| ABOUT THIS TASK |
In the data, find each line where the word "tokens" appears and list that line.

Data items

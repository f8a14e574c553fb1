//! Room Controller Library
//!
//! One `Coordinator` runs per room. It decides which worker hosts each
//! publisher and relays every client operation to that worker's session
//! controller:
//!
//! - One new worker per publisher, requested from the Worker Process Manager
//! - Subscriber bookkeeping and signaling relay, in issue order per worker
//! - Keepalive pings; a silent worker is unpublished, deleted and its
//!   publishers unmapped
//! - Publisher migration to a fresh worker using the recorded signaling
//!   context and the old worker's SRTP material
//! - Recording / re-streaming outputs keyed by URL
//!
//! # Architecture
//!
//! ```text
//! Client layer
//! └── Coordinator (actor, one per room)
//!     ├── WorkerAgent (create / delete workers)
//!     ├── Outbox (one per worker) ──► WorkerClient ──► SessionController
//!     └── event listeners (unpublish)
//! ```
//!
//! # Modules
//!
//! - [`actors`] - Coordinator actor and messages
//! - [`config`] - Configuration from environment
//! - [`errors`] - Error types
//! - [`events`] - Room events delivered to listeners
//! - [`observability`] - Metrics

pub mod actors;
pub mod config;
pub mod errors;
pub mod events;
pub mod observability;
mod outbox;

pub use actors::{Coordinator, CoordinatorHandle, RoomState, SubscribeOptions};
pub use config::Config;
pub use errors::RoomError;
pub use events::RoomEvent;
//! `SessionController` - per-worker owner of connections and fan-outs.
//!
//! The `SessionController` is the only actor in a worker process:
//!
//! - Owns the publisher, subscriber and external-output registries
//! - Creates engine objects and spawns one `ConnectionActor` per connection
//! - Rebuilds migrated publishers from a `SignalingContext`
//! - Owns the root `CancellationToken`; publisher tokens are its children and
//!   subscriber tokens are children of their publisher's
//!
//! # Termination
//!
//! When `removePublisher` leaves the registry empty the controller cancels
//! its root token and stops. Any later call on the handle fails with
//! [`WorkerError::Exited`], which the coordinator observes as a dead worker.

use crate::config::Config;
use crate::engine::{
    ConnectionOptions, EngineConnection, ExternalInput, ExternalOutput, FanOut, MediaEngine,
};
use crate::errors::WorkerError;
use crate::keyframe::ReadinessGate;
use crate::observability;
use crate::stats::StatsForwarder;

use super::connection::{ConnectionActor, ConnectionRole};
use super::messages::{PublisherStatus, SessionMessage, SubscriberStatus, WorkerStatus};

use common::bus::StatsCollector;
use common::mailbox::{ActorType, MailboxMonitor};
use common::signaling::{
    signaling_channel, InitStatus, SignalingContext, SignalingMessage, SignalingStream, SrtpSession,
};
use common::types::{PublisherId, SubscriberId};
use std::collections::HashMap;
use std::sync::Arc;
use tokio::sync::{mpsc, oneshot};
use tokio::task::JoinHandle;
use tokio_util::sync::CancellationToken;
use tracing::{debug, info, instrument, warn};

/// Default channel buffer size for the session controller mailbox.
const SESSION_CHANNEL_BUFFER: usize = 500;

/// Handle to a `SessionController`.
#[derive(Clone, Debug)]
pub struct SessionControllerHandle {
    sender: mpsc::Sender<SessionMessage>,
    cancel_token: CancellationToken,
    worker_id: String,
    mailbox: Arc<MailboxMonitor>,
}
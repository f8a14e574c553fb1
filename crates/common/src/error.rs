//! Common error types for SFU control plane components.

use thiserror::Error;

/// Errors surfaced by the Message Bus or the Worker Process Manager.
#[derive(Error, Debug, Clone, PartialEq, Eq)]
pub enum BusError {
    /// The addressed worker queue has no live consumer.
    #[error("Worker unreachable: {0}")]
    Unreachable(String),

    /// The Worker Process Manager could not provide a worker.
    #[error("Worker creation failed: {0}")]
    WorkerCreation(String),
}
//! Metrics for the coordinator.
//!
//! | Metric | Type | Labels |
//! |--------|------|--------|
//! | `sfu_room_publishers_active` | Gauge | none |
//! | `sfu_room_workers_active` | Gauge | none |
//! | `sfu_room_worker_creations_total` | Counter | `status` |
//! | `sfu_room_worker_failures_total` | Counter | none |
//! | `sfu_room_migrations_total` | Counter | `status` |
//! | `sfu_room_signaling_forwarded_total` | Counter | `type` |
//! | `sfu_room_events_total` | Counter | `event` |
//!
//! `status` is `success` or `error`; `type` is a signaling message type.

use metrics::{counter, gauge};

/// Metric: `sfu_room_publishers_active`
pub fn set_publishers_active(count: usize) {
    // usize to f64 conversion is safe for realistic publisher counts (< 2^53)
    #[allow(clippy::cast_precision_loss)]
    gauge!("sfu_room_publishers_active").set(count as f64);
}

/// Metric: `sfu_room_workers_active` (workers with an open outbox)
pub fn set_workers_active(count: usize) {
    #[allow(clippy::cast_precision_loss)]
    gauge!("sfu_room_workers_active").set(count as f64);
}

/// Metric: `sfu_room_worker_creations_total`
pub fn record_worker_creation(success: bool) {
    let status = if success { "success" } else { "error" };
    counter!("sfu_room_worker_creations_total", "status" => status).increment(1);
}

/// Metric: `sfu_room_worker_failures_total` (keepalive failures leading to deletion)
pub fn record_worker_failure() {
    counter!("sfu_room_worker_failures_total").increment(1);
}

/// Metric: `sfu_room_migrations_total`
pub fn record_migration(success: bool) {
    let status = if success { "success" } else { "error" };
    counter!("sfu_room_migrations_total", "status" => status).increment(1);
}

/// Metric: `sfu_room_signaling_forwarded_total`
pub fn record_signaling_forwarded(message_type: &'static str) {
    counter!("sfu_room_signaling_forwarded_total", "type" => message_type).increment(1);
}

/// Metric: `sfu_room_events_total`
pub fn record_event(event: &'static str) {
    counter!("sfu_room_events_total", "event" => event).increment(1);
}
//! Message types for the session controller actor.
//!
//! One variant per worker RPC. Calls the coordinator treats as
//! fire-and-forget carry no reply channel.

use crate::engine::ConnectionState;

use common::signaling::{InitStatus, SignalingContext, SignalingMessage, SignalingStream, SrtpSession};
use common::types::{PublisherId, SubscriberId};
use tokio::sync::oneshot;

/// Messages sent to `SessionController`.
#[derive(Debug)]
pub enum SessionMessage {
    KeepAlive {
        respond_to: oneshot::Sender<bool>,
    },

    /// Create a WebRTC publisher; `None` if the id is already in use.
    AddPublisher {
        publisher_id: PublisherId,
        respond_to: oneshot::Sender<Option<SignalingStream>>,
    },

    /// Create a publisher fed from a URL; `None` if the id is already in use.
    AddExternalInput {
        publisher_id: PublisherId,
        url: String,
        respond_to: oneshot::Sender<Option<InitStatus>>,
    },

    AddExternalOutput {
        publisher_id: PublisherId,
        url: String,
    },

    RemoveExternalOutput {
        publisher_id: PublisherId,
        url: String,
    },

    /// Rebuild a publisher migrated from another worker.
    MovePublisher {
        publisher_id: PublisherId,
        context: SignalingContext,
        respond_to: oneshot::Sender<Option<SignalingStream>>,
    },

    AddSubscriber {
        subscriber_id: SubscriberId,
        publisher_id: PublisherId,
        audio: bool,
        video: bool,
        respond_to: oneshot::Sender<Option<SignalingStream>>,
    },

    ProcessSignaling {
        stream_id: PublisherId,
        peer_id: Option<SubscriberId>,
        message: SignalingMessage,
    },

    GetSrtpSession {
        stream_id: PublisherId,
        peer_id: Option<SubscriberId>,
        respond_to: oneshot::Sender<Option<SrtpSession>>,
    },

    SetSrtpSession {
        stream_id: PublisherId,
        peer_id: Option<SubscriberId>,
        session: SrtpSession,
    },

    RemovePublisher {
        publisher_id: PublisherId,
    },

    RemoveSubscriber {
        subscriber_id: SubscriberId,
        publisher_id: PublisherId,
    },

    /// Remove `subscriber_id` from every publisher it is attached to.
    RemoveSubscriptions {
        subscriber_id: SubscriberId,
    },

    GetStatus {
        respond_to: oneshot::Sender<WorkerStatus>,
    },
}

/// Snapshot of a session controller's registries.
#[derive(Debug, Clone, PartialEq, Eq)]
pub struct WorkerStatus {
    pub worker_id: String,
    /// Sorted by publisher id.
    pub publishers: Vec<PublisherStatus>,
    /// Sorted URLs of attached external outputs.
    pub external_outputs: Vec<String>,
}

impl WorkerStatus {
    #[must_use]
    pub fn publisher(&self, publisher_id: &PublisherId) -> Option<&PublisherStatus> {
        self.publishers.iter().find(|p| &p.publisher_id == publisher_id)
    }
}

#[derive(Debug, Clone, PartialEq, Eq)]
pub struct PublisherStatus {
    pub publisher_id: PublisherId,
    /// Fed from an external input rather than a WebRTC connection.
    pub external: bool,
    /// Rebuilt from a migration context.
    pub restored: bool,
    /// The publisher reached READY (keyframe requests may flow).
    pub ready: bool,
    /// State reported by the fan-out for its publisher.
    pub state: ConnectionState,
    /// Sorted by subscriber id.
    pub subscribers: Vec<SubscriberStatus>,
    /// Unix timestamp of creation.
    pub created_at: i64,
}

impl PublisherStatus {
    #[must_use]
    pub fn subscriber_ids(&self) -> Vec<SubscriberId> {
        self.subscribers.iter().map(|s| s.subscriber_id.clone()).collect()
    }
}

#[derive(Debug, Clone, PartialEq, Eq)]
pub struct SubscriberStatus {
    pub subscriber_id: SubscriberId,
    pub audio: bool,
    pub video: bool,
    pub state: ConnectionState,
}
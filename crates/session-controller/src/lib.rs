//! Session Controller Library
//!
//! One `SessionController` runs per worker process. It owns every engine
//! object on that worker and drives their signaling state machines:
//!
//! - Publisher, subscriber and external input/output lifecycle
//! - Offer/answer and trickle ICE relay between the engine and the caller
//! - Migration rebuild: a publisher moved from another worker is recreated
//!   from its remote SDP, SRTP material and buffered candidates without a new
//!   offer/answer round
//! - One keyframe request per new subscriber, sent once both ends are READY
//! - Optional connection statistics side channel
//!
//! # Architecture
//!
//! ```text
//! Message Bus / LocalCluster
//! └── SessionController (actor, one per worker)
//!     ├── MediaEngine (external: connections, fan-outs, inputs, outputs)
//!     └── ConnectionActor (one per engine connection)
//!         ├── ReadinessGate / keyframe request
//!         └── StatsForwarder (when enabled)
//! ```
//!
//! # Modules
//!
//! - [`actors`] - Controller and connection actors
//! - [`cluster`] - In-process Worker Process Manager and Message Bus
//! - [`config`] - Configuration from environment
//! - [`engine`] - Media Engine traits
//! - [`errors`] - Error types
//! - [`keyframe`] - Publisher readiness and FIR timing

pub mod actors;
pub mod cluster;
pub mod config;
pub mod engine;
pub mod errors;
pub mod keyframe;
pub mod observability;
pub mod stats;

pub use actors::{SessionController, SessionControllerHandle, WorkerStatus};
pub use cluster::LocalCluster;
pub use config::Config;
pub use errors::WorkerError;
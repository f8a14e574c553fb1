//! Room event notifications.
//!
//! Observers are plain callbacks registered on the coordinator, called as
//! `listener(event_type, event)`. They run on the coordinator task,
//! synchronously and in registration order, so they must not block.

use common::types::WorkerId;
use serde::Serialize;

/// Something observers of a room are told about.
#[derive(Debug, Clone, PartialEq, Eq, Serialize)]
#[serde(tag = "type", rename_all = "lowercase")]
pub enum RoomEvent {
    /// A worker stopped answering keepalives; its publishers are gone.
    Unpublish {
        #[serde(rename = "workerId")]
        worker_id: WorkerId,
    },
}

impl RoomEvent {
    /// Event type string handed to observers alongside the payload.
    #[must_use]
    pub const fn event_type(&self) -> &'static str {
        match self {
            RoomEvent::Unpublish { .. } => "unpublish",
        }
    }
}

/// Observer callback.
pub type EventListener = Box<dyn Fn(&str, &RoomEvent) + Send + Sync>;

/// Ordered list of observers.
#[derive(Default)]
pub(crate) struct EventListeners {
    listeners: Vec<EventListener>,
}

impl EventListeners {
    pub(crate) fn push(&mut self, listener: EventListener) {
        self.listeners.push(listener);
    }

    pub(crate) fn len(&self) -> usize {
        self.listeners.len()
    }

    pub(crate) fn dispatch(&self, event: &RoomEvent) {
        for listener in &self.listeners {
            listener(event.event_type(), event);
        }
    }
}

#[cfg(test)]
#[allow(clippy::unwrap_used, clippy::expect_used)]
mod tests {
    use super::*;
    use std::sync::{Arc, Mutex};

    #[test]
    fn test_listeners_called_in_registration_order() {
        let seen = Arc::new(Mutex::new(Vec::new()));
        let mut listeners = EventListeners::default();

        for name in ["first", "second", "third"] {
            let seen = Arc::clone(&seen);
            listeners.push(Box::new(move |event_type: &str, event: &RoomEvent| {
                assert_eq!(event_type, event.event_type());
                seen.lock().unwrap().push((name, event_type.to_string()));
            }));
        }

        listeners.dispatch(&RoomEvent::Unpublish {
            worker_id: WorkerId::from("w1"),
        });

        assert_eq!(
            *seen.lock().unwrap(),
            vec![
                ("first", "unpublish".to_string()),
                ("second", "unpublish".to_string()),
                ("third", "unpublish".to_string())
            ]
        );
    }

    #[test]
    fn test_unpublish_payload_wire_format() {
        let event = RoomEvent::Unpublish {
            worker_id: WorkerId::from("w1"),
        };
        let json = serde_json::to_value(&event).unwrap();
        assert_eq!(json["type"], "unpublish");
        assert_eq!(json["workerId"], "w1");
    }
}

| ANSWER SECTION |
//! - Owns the root `CancellationToken`; publisher tokens are its children and
//!   subscriber tokens are children of their publisher's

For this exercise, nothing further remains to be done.